Reason: Food poisoning
・Matsutake mushroom × Clams
The reason for this “Food Combination” is that when combining ingredients that are in different seasons, if both or any of them are out of season, the freshness of the food will deteriorate. Especially in those days, when refrigeration and transportation technologies were not yet developed, it is believed that food poisoning was often caused by the deterioration of food freshness. This combination is a classic example of that.
・Ayu fish × Burdock
Ayu is a typical river fish that has been eaten in Japan for a long time. But because it was easily damaged and difficult to refrigerate and transport, food poisoning was often caused. Burdock has also been a familiar food for a long time, but its texture makes it prone to indigestion. It is thought that this “Food Combination” were rather frequent. Therefore, there may have been many cases of food poisoning.
Reason: Body gets cold
・Soba noodles × Eggplant
It was believed that when the body gets cold, it is more likely to catch colds and other illnesses. The belief that one should be careful not to eat too much kinds of cucumbers, such as eggplants, cucumbers and togans, is rather common, and women (especially pregnant women) should be especially careful. In fact, cucumbers have a cooling effect on the body. Please be careful.
・Crab × Kaki(Persimmon)
In fact, both of them have a cooling effect on the body. Another reason for avoiding crab was that it used to be a fragile food. One theory is that it’s because of the combination of the old tale of “Monkey VS Crab”…
Reason: Blushing (high blood pressure)
・Walnuts × Liquors
It seems to be medically correct that this “food combination” tends to increase blood pressure.
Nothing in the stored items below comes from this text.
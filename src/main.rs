// Main entry point
use clap::Parser;
use colored::Colorize;
use fairmap::application;
use fairmap::application::dashboard::ExhibitorSource;
use fairmap::domain::dashboard::derive_view;
use fairmap::domain::traits::GeocodeStore;
use fairmap::infrastructure;
use fairmap::infrastructure::config::load_config;
use fairmap::interfaces::cli::Cli;
use fairmap::interfaces::shutdown::{listen_for_ctrl_c, until_shutdown};
use fairmap::presentation;
use fairmap::presentation::progress::ProgressBarObserver;
use fairmap::state::AppState;
use std::path::PathBuf;

#[tokio::main]
async fn main() -> anyhow::Result<()> {
    let shutdown_rx = listen_for_ctrl_c();

    let cli = Cli::parse();
    let config = load_config()?;

    if config.logging.enable {
        init_logging(&config.logging)?;
    }

    if cli.generate_config {
        infrastructure::config::generate_config_sample()?;
        return Ok(());
    }
    if cli.edit_config {
        if let Some(config_path) = infrastructure::config::get_config_path() {
            let editor = std::env::var("EDITOR").unwrap_or_else(|_| "vi".to_string());
            let config_path_clone = config_path.clone();
            tokio::task::spawn_blocking(move || {
                std::process::Command::new(editor)
                    .arg(&config_path_clone)
                    .status()
            })
            .await??;
        } else {
            eprintln!("{}", "Config file not found".red());
        }
        return Ok(());
    }

    // Setup resolution store path (from config or default)
    let db_path = infrastructure::config::get_database_path(&config);
    if let Some(parent) = db_path.parent() {
        tokio::fs::create_dir_all(parent).await?;
    }

    let db_conn = infrastructure::storage::db::init_database(&db_path).await?;
    let state = AppState::new(db_conn, config.clone())?;

    if cli.status {
        print_status(&state, &db_path).await?;
        return Ok(());
    }
    if cli.clear_cache {
        let removed = state.store().clear().await?;
        println!("Removed {} stored locations", removed);
        return Ok(());
    }

    let theme_name = cli.theme.as_deref().unwrap_or(config.theme.as_str());
    let theme = presentation::theme::Theme::from_name(theme_name);
    let observer = ProgressBarObserver::new();

    // Ad-hoc mode: resolve the given place names
    if !cli.places.is_empty() {
        let resolving =
            application::resolve::resolve_places(&state, &cli.places, cli.nocache, &observer);
        let Some(result) = until_shutdown(resolving, shutdown_rx).await else {
            eprintln!("Geocoding interrupted, results discarded");
            return Ok(());
        };
        let cache = result?;

        if cli.json {
            println!("{}", serde_json::to_string_pretty(&cache)?);
        } else {
            print!(
                "{}",
                presentation::render::format_resolution(&cli.places, &cache, &theme)
            );
        }
        return Ok(());
    }

    let dataset_path = cli
        .dataset
        .clone()
        .unwrap_or_else(|| PathBuf::from(&config.dataset_path));
    let configured_exhibitors = config.exhibitors_path.as_ref().map(PathBuf::from);
    let exhibitors = match (&cli.exhibitors, &configured_exhibitors) {
        (Some(path), _) => Some(ExhibitorSource::Requested(path)),
        (None, Some(path)) => Some(ExhibitorSource::Configured(path)),
        (None, None) => None,
    };

    let loading = application::dashboard::load_dashboard(
        &state,
        &dataset_path,
        exhibitors,
        cli.nocache,
        &observer,
    );
    let Some(result) = until_shutdown(loading, shutdown_rx).await else {
        eprintln!("Geocoding interrupted, results discarded");
        return Ok(());
    };
    let data = match result {
        Ok(data) => data,
        Err(fairmap::domain::error::FairError::Io(e)) if e.kind() == std::io::ErrorKind::NotFound => {
            eprintln!(
                "{}",
                format!("Dataset '{}' not found", dataset_path.display()).red()
            );
            std::process::exit(1);
        }
        Err(e) => return Err(e.into()),
    };

    let session = application::dashboard::build_session(
        &data.dataset,
        cli.months,
        cli.segments,
        cli.states,
        cli.select,
    )?;
    let view = derive_view(&data.dataset, &session, &data.exhibitors);

    if cli.json {
        println!("{}", serde_json::to_string_pretty(&view)?);
    } else {
        print!(
            "{}",
            presentation::render::format_view(&view, &theme, config.enable_emoji)
        );
    }

    Ok(())
}

/// Initialize logging with path and level configuration
fn init_logging(logging: &infrastructure::config::Logging) -> anyhow::Result<()> {
    use tracing_subscriber::EnvFilter;

    let level = infrastructure::config::log_level_directive(&logging.level);
    let filter = EnvFilter::try_from_default_env().unwrap_or_else(|_| EnvFilter::new(level));

    if let Some(path) = &logging.path {
        if !path.is_empty() {
            let file = std::fs::OpenOptions::new()
                .create(true)
                .append(true)
                .open(path)?;
            tracing_subscriber::fmt()
                .with_env_filter(filter)
                .with_writer(file)
                .init();
            return Ok(());
        }
    }

    tracing_subscriber::fmt()
        .with_env_filter(filter)
        .with_writer(std::io::stderr)
        .init();

    Ok(())
}

async fn print_status(state: &AppState, db_path: &std::path::Path) -> anyhow::Result<()> {
    println!("{}", "fairmap Status".green().bold());
    println!("━━━━━━━━━━━━━━━━━━━━━━━━━━━━━━━━━━━━━━━━");

    let count = state.store().count().await?;
    println!("Geocode cache: {} ({} locations)", db_path.display(), count);

    let config = state.config.read().await;
    println!(
        "Config: {}",
        infrastructure::config::get_config_path()
            .map(|p| p.display().to_string())
            .unwrap_or_else(|| "Not found".to_string())
    );
    println!("Geocoder: {}", config.geocoder.endpoint);
    println!("Client identifier: {}", config.geocoder.client_identifier);
    println!(
        "Pacing: {} ms between calls, {} retries",
        config.geocoder.min_delay_ms, config.geocoder.max_retries
    );
    println!(
        "Persistent cache: {}",
        if config.cache.persist { "on" } else { "off" }
    );

    Ok(())
}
In fact, walnuts were used to prevent coldness.
・Karashi(Japanese mustard) × Liquors
Yeah. well, of course.
・Salted × Liquors
It’s easy to guess that eating too much isn’t good…
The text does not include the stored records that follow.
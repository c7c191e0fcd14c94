use crate::domain::error::FairError;
use crate::domain::resolver::ResolverConfig;
use serde::{Deserialize, Serialize};
use std::fs;
use std::path::PathBuf;
use std::time::Duration;

pub const DEFAULT_ENDPOINT: &str = "https://nominatim.openstreetmap.org";

#[derive(Debug, Serialize, Deserialize, Clone)]
pub struct Config {
    #[serde(default = "default_theme")]
    pub theme: String,
    #[serde(default = "default_enable_emoji")]
    pub enable_emoji: bool,
    pub http_proxy: Option<String>,
    #[serde(default = "default_dataset_path")]
    pub dataset_path: String,
    pub exhibitors_path: Option<String>,
    #[serde(default)]
    pub logging: Logging,
    #[serde(default)]
    pub geocoder: GeocoderConfig,
    #[serde(default)]
    pub cache: CacheConfig,
}

#[derive(Debug, Serialize, Deserialize, Clone)]
pub struct Logging {
    #[serde(default = "default_enable")]
    pub enable: bool,
    pub path: Option<String>,
    #[serde(default = "default_log_level")]
    pub level: String,
}

#[derive(Debug, Serialize, Deserialize, Clone)]
pub struct GeocoderConfig {
    #[serde(default = "default_endpoint")]
    pub endpoint: String,
    #[serde(default = "default_client_identifier")]
    pub client_identifier: String,
    #[serde(default = "default_min_delay_ms")]
    pub min_delay_ms: u64,
    #[serde(default = "default_max_retries")]
    pub max_retries: u32,
    #[serde(default = "default_timeout_secs")]
    pub timeout_secs: u64,
}

#[derive(Debug, Serialize, Deserialize, Clone)]
pub struct CacheConfig {
    #[serde(default = "default_enable")]
    pub persist: bool,
    pub path: Option<String>,
}

impl Default for Logging {
    fn default() -> Self {
        Self {
            enable: true,
            path: None,
            level: default_log_level(),
        }
    }
}

impl Default for GeocoderConfig {
    fn default() -> Self {
        Self {
            endpoint: default_endpoint(),
            client_identifier: default_client_identifier(),
            min_delay_ms: default_min_delay_ms(),
            max_retries: default_max_retries(),
            timeout_secs: default_timeout_secs(),
        }
    }
}

impl GeocoderConfig {
    pub fn resolver_config(&self) -> ResolverConfig {
        ResolverConfig {
            min_delay: Duration::from_millis(self.min_delay_ms),
            max_retries: self.max_retries,
            client_identifier: self.client_identifier.clone(),
        }
    }
}

impl Default for CacheConfig {
    fn default() -> Self {
        Self {
            persist: true,
            path: None,
        }
    }
}

impl Default for Config {
    fn default() -> Self {
        Self {
            theme: default_theme(),
            enable_emoji: true,
            http_proxy: None,
            dataset_path: default_dataset_path(),
            exhibitors_path: None,
            logging: Logging::default(),
            geocoder: GeocoderConfig::default(),
            cache: CacheConfig::default(),
        }
    }
}

// Defaults
fn default_theme() -> String {
    "field".to_string()
}
fn default_enable_emoji() -> bool {
    true
}
fn default_dataset_path() -> String {
    "feiras.json".to_string()
}
fn default_enable() -> bool {
    true
}
fn default_log_level() -> String {
    "WARN".to_string()
}
fn default_endpoint() -> String {
    DEFAULT_ENDPOINT.to_string()
}
fn default_client_identifier() -> String {
    concat!("fairmap/", env!("CARGO_PKG_VERSION")).to_string()
}
fn default_min_delay_ms() -> u64 {
    1000
}
fn default_max_retries() -> u32 {
    1
}
fn default_timeout_secs() -> u64 {
    10
}

pub fn get_config_path() -> Option<PathBuf> {
    dirs::config_dir().map(|p| p.join("fairmap").join("config.toml"))
}

/// Get the resolution store path (config directory unless overridden)
pub fn get_database_path(config: &Config) -> PathBuf {
    if let Some(path) = config.cache.path.as_deref().filter(|p| !p.is_empty()) {
        return PathBuf::from(path);
    }
    dirs::config_dir()
        .unwrap_or_else(|| PathBuf::from("."))
        .join("fairmap")
        .join("fairmap.db")
}

/// Map the configured level name onto a tracing filter directive
pub fn log_level_directive(level: &str) -> &'static str {
    match level.to_ascii_uppercase().as_str() {
        "DEBUG" => "debug",
        "INFO" => "info",
        "WARN" => "warn",
        "ERROR" => "error",
        _ => "warn",
    }
}

pub fn parse_config(content: &str) -> Result<Config, FairError> {
    Ok(toml::from_str::<Config>(content)?)
}

pub fn load_config() -> Result<Config, FairError> {
    let config_path = get_config_path();

    if let Some(path) = config_path {
        if path.exists() {
            let content = fs::read_to_string(&path)?;
            match parse_config(&content) {
                Ok(config) => return Ok(config),
                Err(e) => {
                    eprintln!(
                        "Warning: Failed to parse config file: {}. Using defaults.",
                        e
                    );
                }
            }
        }
    }

    Ok(Config::default())
}

pub fn generate_config_sample() -> Result<(), FairError> {
    let config_path = get_config_path();

    if let Some(path) = config_path {
        if path.exists() {
            eprintln!("Config file already exists at: {}", path.display());
            return Ok(());
        }

        if let Some(parent) = path.parent() {
            fs::create_dir_all(parent)?;
        }

        let sample = Config::default();
        let toml_content = toml::to_string_pretty(&sample)
            .map_err(|e| FairError::Config(format!("Failed to serialize config: {}", e)))?;
        fs::write(&path, toml_content)
            .map_err(|e| FairError::Config(format!("Failed to write config file: {}", e)))?;
        println!("Generated config file at: {}", path.display());
    } else {
        return Err(FairError::Config(
            "Cannot determine config directory".to_string(),
        ));
    }

    Ok(())
}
Reason: Too luxurious… (Preventing over”eating”)
・Eel × Umeboshi(pickled plum)
・Blowfish × Okowa(Upgraded “Japanese Seasoned Rice”)
※There are many combinations of these types of things, depending on the region…
In addition to the above, there are some things you should avoid, such as “Loach × Yam” because the texture is a bit unpleasant… Well, we know what they’re going to say… But Japanese should be used to eating sticky foods like natto, okra, mekabu and etc. What were they talking about? you’d think. It’s quite interesting if you examine it in detail, isn’t it?